After aldermen push back, some residential street sweeping is back on again

A Streets and Sanitation spokesperson acknowledged the game plan has changed since last week, when Commissioner John Tully said sweeping residential streets was virtually impossible under current circumstances.

SHARE After aldermen push back, some residential street sweeping is back on again
A Chicago street sweeper on Wacker Drive.

Chicago aldermen were not happy at the thought of street-sweeping being curtailed in their wards.

Del archivo Sun-Times

Chicago aldermen are pushing back against Mayor Lori Lightfoot’s plan to postpone some of the housekeeping services they hold dear — like residential street sweeping, tree trimming and tree removal — until after the city turns the corner against the coronavirus.

“You have all of those leaves that may not have been picked up in the fall. You have the debris of winter from not having street sweeping that has just accumulated. And these curbs are an absolute wreck in some communities,” said Ald. Jason Ervin (28th), chairman of the City Council’s Black Caucus.

“It’s necessary that we sweep where we can [even though] we will not be able to do any enforcement as it relates to citations. But the community can band together and, for that hour or 15 minutes that the sweeper is on the block, give that sweeper an opportunity to get through. Our community cannot just go to pot because of this [stay-at-home] order.”

Far South Side Ald. Anthony Beale (9th) understands suspending tree trimming services — but not street sweeping.

“Communities like mine need to be swept. If you don’t, the city is gonna become extremely dirty. We rely on street sweeping. We rely on spring cleaning to clean the city up and get ready for spring and summer. If we don’t sweep, we’ll be extremely far behind,” Beale said.

“You can still post [no parking signs] and try to do the best you can. Just don’t penalize people if they don’t move their cars.”  

Even Ald. Scott Waguespack (32nd), the mayor’s handpicked Finance Committee chairman, said he, too, wants Streets and San to “improvise” and do the best they can to “clear out some of the really bad areas.”

“Definitely the arterials and commercial streets where you don’t have cars parked.

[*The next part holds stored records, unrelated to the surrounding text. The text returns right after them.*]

//! Error types for SCIM provisioning operations.
//!
//! Every failure the core can report is a variant of [`ScimError`]. Request
//! shape problems are grouped under [`ValidationError`] so a transport layer
//! can map the whole family to a single "bad request" outcome.

/// Main error type for provisioning operations.
#[derive(Debug, thiserror::Error)]
pub enum ScimError {
    /// Malformed or missing request data
    #[error("Validation error: {0}")]
    Validation(#[from] ValidationError),

    /// Natural key collision on create
    #[error("Conflict: {resource_type} with {attribute} '{value}' already exists")]
    Conflict {
        resource_type: String,
        attribute: String,
        value: String,
    },

    /// No resource stored under the requested identifier
    #[error("Resource not found: {resource_type} with ID {id}")]
    ResourceNotFound { resource_type: String, id: String },

    /// Filter term is structurally invalid (blank path or value, unparsable comparison value)
    #[error("Invalid filter: {message}")]
    InvalidFilter { message: String },

    /// Filter references an attribute the engine does not implement
    #[error("Filter attribute path '{path}' is not supported")]
    UnsupportedFilterAttribute { path: String },

    /// Filter uses an operator the attribute does not support
    #[error("Filter operator '{operator}' is not supported for attribute '{path}'")]
    UnsupportedFilterOperator { operator: String, path: String },

    /// Patch operation targets an unknown path
    #[error("Patch path '{path}' is not supported")]
    UnsupportedPatchPath { path: String },

    /// Patch request body is not a recognised PATCH message
    #[error("Patch payload '{payload}' is not supported")]
    UnsupportedPatchPayload { payload: String },

    /// Schema identifier or resource type routes to no provider
    #[error("Unsupported resource type: {0}")]
    UnsupportedResourceType(String),

    /// Failure surfaced by the repository port
    #[error("Persistence error during {operation}: {source}")]
    Persistence {
        operation: String,
        #[source]
        source: Box<dyn std::error::Error + Send + Sync>,
    },

    /// Repository call exceeded the configured deadline
    #[error("Repository operation '{operation}' timed out")]
    Timeout { operation: String },

    /// Provider configuration is unusable
    #[error("Invalid configuration: {message}")]
    Configuration { message: String },

    /// JSON serialization/deserialization errors
    #[error("JSON error: {0}")]
    Json(#[from] serde_json::Error),
}

/// Request validation failures.
///
/// These all describe a request the caller must fix before retrying.
#[derive(Debug, Clone, PartialEq, Eq, thiserror::Error)]
pub enum ValidationError {
    /// Client provided id in creation
    #[error("Client cannot provide 'id' during resource creation")]
    ClientProvidedId,

    /// Missing id attribute
    #[error("Missing required 'id' attribute")]
    MissingId,

    /// Required attribute is missing or blank
    #[error("Required attribute '{attribute}' is missing")]
    MissingRequiredAttribute { attribute: String },

    /// Query without a schema identifier
    #[error("Query parameters must name a schema identifier")]
    MissingSchemaIdentifier,

    /// Request without a correlation identifier
    #[error("Request must carry a correlation identifier")]
    MissingCorrelationIdentifier,

    /// Patch request without a target resource
    #[error("Patch request must identify the target resource")]
    MissingPatchTarget,

    /// Patch request without an operations payload
    #[error("Patch request must carry a payload")]
    MissingPatchPayload,

    /// Patch value absent or of the wrong type for its path
    #[error("Patch value for '{path}' is invalid: {details}")]
    InvalidPatchValue { path: String, details: String },

    /// Resource schema does not match the provider handling it
    #[error("Resource of type '{actual}' cannot be handled as '{expected}'")]
    ResourceTypeMismatch { expected: String, actual: String },

    /// General validation error with custom message
    #[error("Validation failed: {message}")]
    Custom { message: String },
}

impl ScimError {
    /// Create a resource not found error
    pub fn resource_not_found(resource_type: impl Into<String>, id: impl Into<String>) -> Self {
        Self::ResourceNotFound {
            resource_type: resource_type.into(),
            id: id.into(),
        }
    }

    /// Create a natural key conflict error
    pub fn conflict(
        resource_type: impl Into<String>,
        attribute: impl Into<String>,
        value: impl Into<String>,
    ) -> Self {
        Self::Conflict {
            resource_type: resource_type.into(),
            attribute: attribute.into(),
            value: value.into(),
        }
    }

    /// Create an invalid filter error
    pub fn invalid_filter(message: impl Into<String>) -> Self {
        Self::InvalidFilter {
            message: message.into(),
        }
    }

    /// Create an unsupported filter attribute error
    pub fn unsupported_filter_attribute(path: impl Into<String>) -> Self {
        Self::UnsupportedFilterAttribute { path: path.into() }
    }

    /// Create an unsupported filter operator error
    pub fn unsupported_filter_operator(operator: impl ToString, path: impl Into<String>) -> Self {
        Self::UnsupportedFilterOperator {
            operator: operator.to_string(),
            path: path.into(),
        }
    }

    /// Create an unsupported patch path error
    pub fn unsupported_patch_path(path: impl Into<String>) -> Self {
        Self::UnsupportedPatchPath { path: path.into() }
    }

    /// Create a configuration error
    pub fn configuration(message: impl Into<String>) -> Self {
        Self::Configuration {
            message: message.into(),
        }
    }

    /// Wrap a repository error with the operation it interrupted
    pub fn persistence<E>(operation: impl Into<String>, error: E) -> Self
    where
        E: std::error::Error + Send + Sync + 'static,
    {
        Self::Persistence {
            operation: operation.into(),
            source: Box::new(error),
        }
    }

    /// Whether this error describes a request the caller must correct.
    pub fn is_client_error(&self) -> bool {
        !matches!(
            self,
            Self::Persistence { .. } | Self::Timeout { .. } | Self::Configuration { .. }
        )
    }
}

impl ValidationError {
    /// Create a missing required attribute error
    pub fn missing_required(attribute: impl Into<String>) -> Self {
        Self::MissingRequiredAttribute {
            attribute: attribute.into(),
        }
    }

    /// Create an invalid patch value error
    pub fn invalid_patch_value(path: impl Into<String>, details: impl Into<String>) -> Self {
        Self::InvalidPatchValue {
            path: path.into(),
            details: details.into(),
        }
    }

    /// Create a custom validation error
    pub fn custom(message: impl Into<String>) -> Self {
        Self::Custom {
            message: message.into(),
        }
    }
}

// Result type aliases for convenience
pub type ScimResult<T> = Result<T, ScimError>;
pub type ValidationResult<T> = Result<T, ValidationError>;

But also improvising in between those, and hitting some of the residential streets where they can, just to keep the city clean and clear out some of the winter gunk,” Waguespack said.

“It becomes a public health issue here in the summer, too, if you don’t have clean streets and you’ve got stuff left over and you’ve got standing water.”

Streets and Sanitation spokesperson Christina Villarreal acknowledged the game plan has changed since last week, when commissioner John Tully said sweeping residential streets was virtually impossible because the city is ticketing and towing only for emergencies; at the time, Lightfoot backed him up.

“We will have sweepers out in all 50 wards, but it won’t be scheduled sweeping. We won’t be posting and asking people to move their cars. But they are going to still be sweeping, where they can, residential areas,” she said.

Mayor insists city can weather COVID-19 fiscal storm

Also Monday, Lightfoot argued again that Chicago is well-positioned to weather the storm of increased costs and declining revenues tied to the coronavirus pandemic without blowing a giant hole in her precariously-balanced, $11.6 billion budget.

The costs — segregated since January in a COVID-19 Fund — are likely to be absorbed by the federal stimulus package, the mayor said.

“We’ve been tracking those expenses pretty rigorously. … We are doing everything we can to use precious tax dollars as wisely as we can,” Lightfoot said.

“And the things that we’ve announced — whether it’s the small business resiliency fund [or] a fund to help people with their rent and mortgages — all of those dollars are accounted for in existing city revenues that were either available or we re-purposed so we can meet this need for our residents.”

Lightfoot also downplayed the precipitous drop in city revenues.

“While this is no doubt gonna have an impact, particularly in what I’ll call the service sector — restaurants, bars and other kind of service industries — for the city of Chicago’s budget, our revenue streams are fairly diverse,” the mayor said, sounding a familiar refrain.

“No one revenue stream is more than 13 percent of our budget. And the package of what we call economically sensitive revenue streams — whether it’s sales tax revenue, revenue from the state income tax and so forth — in the aggregate, they only make up 25 percent of our revenue.”

The mayor’s stance, however, does not take into account an important factor: When the stock market drops and city pension funds don’t meet expected investment returns, Chicago taxpayers have to make up the difference.

Online council meeting a virtual reality

Waguespack also disclosed plans are proceeding for a “virtual” City Council meeting April 15 to handle legal settlements and other spending-related issues tied to the coronavirus pandemic.

“Other cities are already doing it. We just have to set up the technology,” he said.